We have discussed some of the major triple candlestick continuous patterns in the previous articles. In this lesson, let’s talk about the triple candlestick reversal patterns. Morning Star and Three Inside Up patterns are very well known as they provide some of the most profitable signals. Let’s get right into the topic.
Morning Star Candlestick Pattern
Morning Star is a bullish candlestick pattern consisting of three candles and is interpreted as a bull force. The pattern is formed following a downtrend and indicates the start of an uptrend, which is a complete reversal. After an occurrence of the Morning Star, traders seek reversal confirmation through additional technical indicators. The RSI is one such indicator which tells that the market has gone into an oversold condition and that a reversal can happen anytime.
Below is how a Morning Star Pattern looks like on a price chart
Criteria for the Morning Star pattern
- The first candle is a long bearish candle with little or no wicks.

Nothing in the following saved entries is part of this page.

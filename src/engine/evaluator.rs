// This Source Code Form is subject to the terms of the Mozilla Public
// License, v. 2.0. If a copy of the MPL was not distributed with this
// file, You can obtain one at https://mozilla.org/MPL/2.0/.

//! In-process Cedar evaluator
//!
//! This is the evaluation half of the local backend: it accepts only flat
//! lists of fully-resolved single-statement Cedar policies, pushed per
//! policy store via an idempotent bulk replace, and answers authorization
//! queries against the replaced set.  Template and attachment bookkeeping
//! happens in [`super::local`]; nothing here knows about `?principal`.

use crate::api_error::Error;
use crate::engine::AttributeValue;
use crate::engine::AuthorizationQuery;
use crate::engine::EngineDecision;
use crate::engine::EntityRef;
use crate::engine::ACTION_ENTITY_TYPE;
use cedar_policy::Authorizer;
use cedar_policy::Context;
use cedar_policy::Decision;
use cedar_policy::Entities;
use cedar_policy::Entity;
use cedar_policy::EntityId;
use cedar_policy::EntityTypeName;
use cedar_policy::EntityUid;
use cedar_policy::Policy;
use cedar_policy::PolicyId;
use cedar_policy::PolicySet;
use cedar_policy::Request;
use cedar_policy::RestrictedExpression;
use std::collections::HashMap;
use std::collections::HashSet;
use tokio::sync::RwLock;

/// One fully-resolved Cedar policy: a single `permit` or `forbid`
/// statement with a stable id
#[derive(Clone, Debug, Eq, PartialEq)]
pub struct PolicyEntry {
    pub id: String,
    pub content: String,
}

/// Evaluates flat policy sets, one per policy store
pub struct LocalEvaluator {
    authorizer: Authorizer,
    stores: RwLock<HashMap<String, PolicySet>>,
}

impl LocalEvaluator {
    pub fn new() -> LocalEvaluator {
        LocalEvaluator {
            authorizer: Authorizer::new(),
            stores: RwLock::new(HashMap::new()),
        }
    }

    /// Replace the full policy set for a store
    ///
    /// Idempotent: replaying the same entries yields the same set.  Each
    /// entry must hold exactly one statement.
    pub async fn replace_policies(
        &self,
        store_id: &str,
        entries: Vec<PolicyEntry>,
    ) -> Result<(), Error> {
        let mut policy_set = PolicySet::new();
        for entry in &entries {
            let policy =
                Policy::parse(Some(PolicyId::new(&entry.id)), &entry.content)
                    .map_err(|error| {
                        Error::internal_error(&format!(
                            "resolved policy {:?} failed to parse: {}",
                            entry.id, error
                        ))
                    })?;
            policy_set.add(policy).map_err(|error| {
                Error::internal_error(&format!(
                    "adding resolved policy {:?}: {}",
                    entry.id, error
                ))
            })?;
        }

        let mut stores = self.stores.write().await;
        stores.insert(store_id.to_owned(), policy_set);
        Ok(())
    }

    /// Drop a store's policy set entirely
    pub async fn remove_store(&self, store_id: &str) {
        let mut stores = self.stores.write().await;
        stores.remove(store_id);
    }

    /// Evaluate one query against a store's current policy set
    ///
    /// A store that has never been synced has no policies, which under
    /// Cedar's default-deny semantics means Deny.
    pub async fn is_authorized(
        &self,
        store_id: &str,
        query: &AuthorizationQuery,
    ) -> Result<EngineDecision, Error> {
        let principal = entity_uid(&query.principal)?;
        let action = entity_uid(&EntityRef::new(
            ACTION_ENTITY_TYPE,
            &query.action,
        ))?;
        let resource = entity_uid(&query.resource)?;

        let mut entity_vec = Vec::with_capacity(query.entities.len());
        for query_entity in &query.entities {
            let uid = entity_uid(&query_entity.uid)?;
            let mut attrs = HashMap::new();
            for (name, value) in &query_entity.attrs {
                attrs.insert(name.clone(), restricted_expression(value)?);
            }
            let parents = query_entity
                .parents
                .iter()
                .map(entity_uid)
                .collect::<Result<HashSet<_>, _>>()?;
            let entity =
                Entity::new(uid, attrs, parents).map_err(|error| {
                    Error::internal_error(&format!(
                        "building entity {}: {}",
                        query_entity.uid, error
                    ))
                })?;
            entity_vec.push(entity);
        }
        let entities =
            Entities::from_entities(entity_vec, None).map_err(|error| {
                Error::internal_error(&format!(
                    "building entity hierarchy: {}",
                    error
                ))
            })?;

        let mut context_pairs = Vec::with_capacity(query.context.len());
        for (name, value) in &query.context {
            context_pairs.push((name.clone(), restricted_expression(value)?));
        }
        let context = Context::from_pairs(context_pairs).map_err(|error| {
            Error::internal_error(&format!("building query context: {}", error))
        })?;

        let request = Request::new(principal, action, resource, context, None)
            .map_err(|error| {
                Error::internal_error(&format!(
                    "building authorization request: {}",
                    error
                ))
            })?;

        let stores = self.stores.read().await;
        let empty = PolicySet::new();
        let policy_set = stores.get(store_id).unwrap_or(&empty);
        let response =
            self.authorizer.is_authorized(&request, policy_set, &entities);
        Ok(match response.decision() {
            Decision::Allow => EngineDecision::Allow,
            Decision::Deny => EngineDecision::Deny,
        })
    }
}

impl Default for LocalEvaluator {
    fn default() -> Self {
        LocalEvaluator::new()
    }
}

fn entity_uid(entity: &EntityRef) -> Result<EntityUid, Error> {
    let type_name: EntityTypeName =
        entity.entity_type.parse().map_err(
            |error: cedar_policy::ParseErrors| {
                Error::internal_error(&format!(
                    "invalid entity type {:?}: {}",
                    entity.entity_type, error
                ))
            },
        )?;
    Ok(EntityUid::from_type_name_and_id(
        type_name,
        EntityId::new(&entity.entity_id),
    ))
}

fn restricted_expression(
    value: &AttributeValue,
) -> Result<RestrictedExpression, Error> {
    match value {
        AttributeValue::String(s) => {
            Ok(RestrictedExpression::new_string(s.clone()))
        }
        AttributeValue::Long(n) => Ok(RestrictedExpression::new_long(*n)),
        AttributeValue::Bool(b) => Ok(RestrictedExpression::new_bool(*b)),
        AttributeValue::Set(items) => {
            let items = items
                .iter()
                .map(restricted_expression)
                .collect::<Result<Vec<_>, _>>()?;
            Ok(RestrictedExpression::new_set(items))
        }
        AttributeValue::Record(fields) => {
            let fields = fields
                .iter()
                .map(|(name, value)| {
                    restricted_expression(value)
                        .map(|expr| (name.clone(), expr))
                })
                .collect::<Result<Vec<_>, _>>()?;
            RestrictedExpression::new_record(fields).map_err(|error| {
                Error::internal_error(&format!(
                    "building record attribute: {}",
                    error
                ))
            })
        }
    }
}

- The second candle is a smaller bullish or bearish candle that captures the indecision state of the market, where the sellers start to lose control.

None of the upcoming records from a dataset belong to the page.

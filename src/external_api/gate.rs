// This Source Code Form is subject to the terms of the Mozilla Public
// License, v. 2.0. If a copy of the MPL was not distributed with this
// file, You can obtain one at https://mozilla.org/MPL/2.0/.

//! Gates applied by handlers before touching tenant state
//!
//! Each protected route runs a chain of these, in order, at the top of
//! its handler: identity is already on the `OpContext`; the gates add
//! the privileged short-circuit, the account-provisioned check, the
//! admin check, and full policy authorization.  A gate failure maps to
//! the HTTP error taxonomy through `api_error::Error`.

use crate::api_error::Error;
use crate::authz::derive;
use crate::authz::AuthzRequest;
use crate::authz::Decision;
use crate::context::OpContext;
use crate::context::ServerContext;
use dropshot::RequestContext;
use std::collections::BTreeMap;
use std::sync::Arc;

/// Admit only callers operating under a privileged account
pub async fn require_privileged(
    apictx: &ServerContext,
    opctx: &OpContext,
) -> Result<(), Error> {
    let account_id = opctx.authn.account_id_required()?;
    if !apictx.platform.datastore().account_is_privileged(account_id).await? {
        return Err(Error::NotPrivileged);
    }
    Ok(())
}

/// Admit callers whose account has been enabled
///
/// Privileged accounts are always considered provisioned.
pub async fn require_provisioned(
    apictx: &ServerContext,
    opctx: &OpContext,
) -> Result<(), Error> {
    let account_id = opctx.authn.account_id_required()?;
    let datastore = apictx.platform.datastore();
    if datastore.account_is_privileged(account_id).await? {
        return Ok(());
    }
    match datastore.account_fetch(account_id).await? {
        Some(_) => Ok(()),
        None => Err(Error::AccountNotProvisioned {
            account_id: account_id.to_owned(),
        }),
    }
}

/// Admit administrators of the account (or privileged accounts)
pub async fn require_admin(
    apictx: &ServerContext,
    opctx: &OpContext,
) -> Result<(), Error> {
    let account_id = opctx.authn.account_id_required()?;
    let datastore = apictx.platform.datastore();
    if datastore.account_is_privileged(account_id).await? {
        return Ok(());
    }
    let caller_arn = opctx.authn.caller_arn_required()?;
    if datastore.admin_is(account_id, caller_arn).await? {
        Ok(())
    } else {
        Err(Error::NotAdmin { account_id: account_id.to_owned() })
    }
}

/// Run the full decision pipeline for a protected tenant-data request
///
/// The action and resource are derived from the request's verb and path;
/// `request_tags` come from the request body when the handler has them.
pub async fn authorize_request(
    rqctx: &RequestContext<Arc<ServerContext>>,
    opctx: &OpContext,
    request_tags: BTreeMap<String, String>,
) -> Result<(), Error> {
    let apictx = rqctx.context();
    let account_id = opctx.authn.account_id_required()?;
    let caller_arn = opctx.authn.caller_arn_required()?;

    if apictx.platform.datastore().account_is_privileged(account_id).await? {
        return Ok(());
    }

    let method = rqctx.request.method();
    let path = rqctx.request.uri().path();
    let request = AuthzRequest {
        account_id: account_id.to_owned(),
        caller_arn: caller_arn.to_owned(),
        action: derive::derive_action(method, path),
        resource: derive::derive_resource(path, &apictx.region, account_id),
        resource_tags: BTreeMap::new(),
        request_tags,
        context: serde_json::Map::new(),
    };

    match apictx.platform.authz().authorize(&request).await {
        Ok(Decision::Allow) => Ok(()),
        Ok(Decision::Deny) => Err(Error::AccessDenied),
        Err(error) => Err(authorize_error(error)),
    }
}

/// Map pipeline failures onto the caller-visible taxonomy
///
/// Provisioning and upstream failures keep their identity; anything
/// unexpected is an internal authorization error.  The decision on any
/// error is always refusal, never fail-open.
pub fn authorize_error(error: Error) -> Error {
    match error {
        error @ Error::AccountNotProvisioned { .. } => error,
        error @ Error::UpstreamFailure { .. } => error,
        other => Error::AuthorizationError {
            internal_message: other.to_string(),
        },
    }
}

- The third and last candle is a long bullish candle that confirms the reversal and marks a new uptrend.
A trader must lookout for a bullish position in the Forex pair once they identify the Morning Star pattern on the charts. Another important factor for traders to consider is to pair this pattern with a volume indicator for additional confirmation.
Three Inside Up Candlestick Pattern
The Three Inside Up is also a triple candlestick reversal pattern. This pattern indicates the signs of the current trend losing momentum, and warns the market movement in the opposite direction. It is a bullish pattern that is composed of large bearish candle, a smaller candle contained within the previous candle, and then a bullish candle that closes above the second candle.
Below is the picture of how the Three Inside Up pattern would appear on a chart.
Criteria for the pattern
- The market should be in a downtrend with a large bearish first candle.
- The second candle should open and close within the real body of the first candle, which shows that sellers have stopped selling further.
- The third candle is a bullish candle that closes above the second candle, trapping all the short-sellers and attracting the bulls.
Traders must take long positions at the end of the third candle or on the following green candle, which provides additional confirmation. This pattern is not always reliable when used stand-alone. So there are chances that the trend could reverse once again quickly. So risk management should be in place before taking any trades. A stop-loss must be placed below the second candle, and it depends on how much risk the trader is willing to take.
The opposite of the Morning Star candlestick pattern is the Evening star. Even this is a reversal pattern, but it signals a reversal of an uptrend into a downtrend. Likewise, the opposite of the Three Inside Up pattern is the Three Inside Down pattern, which reverses an uptrend. Learn about more triple candlestick patterns and how to trade them. The more you research, the better trader you will be. Cheers.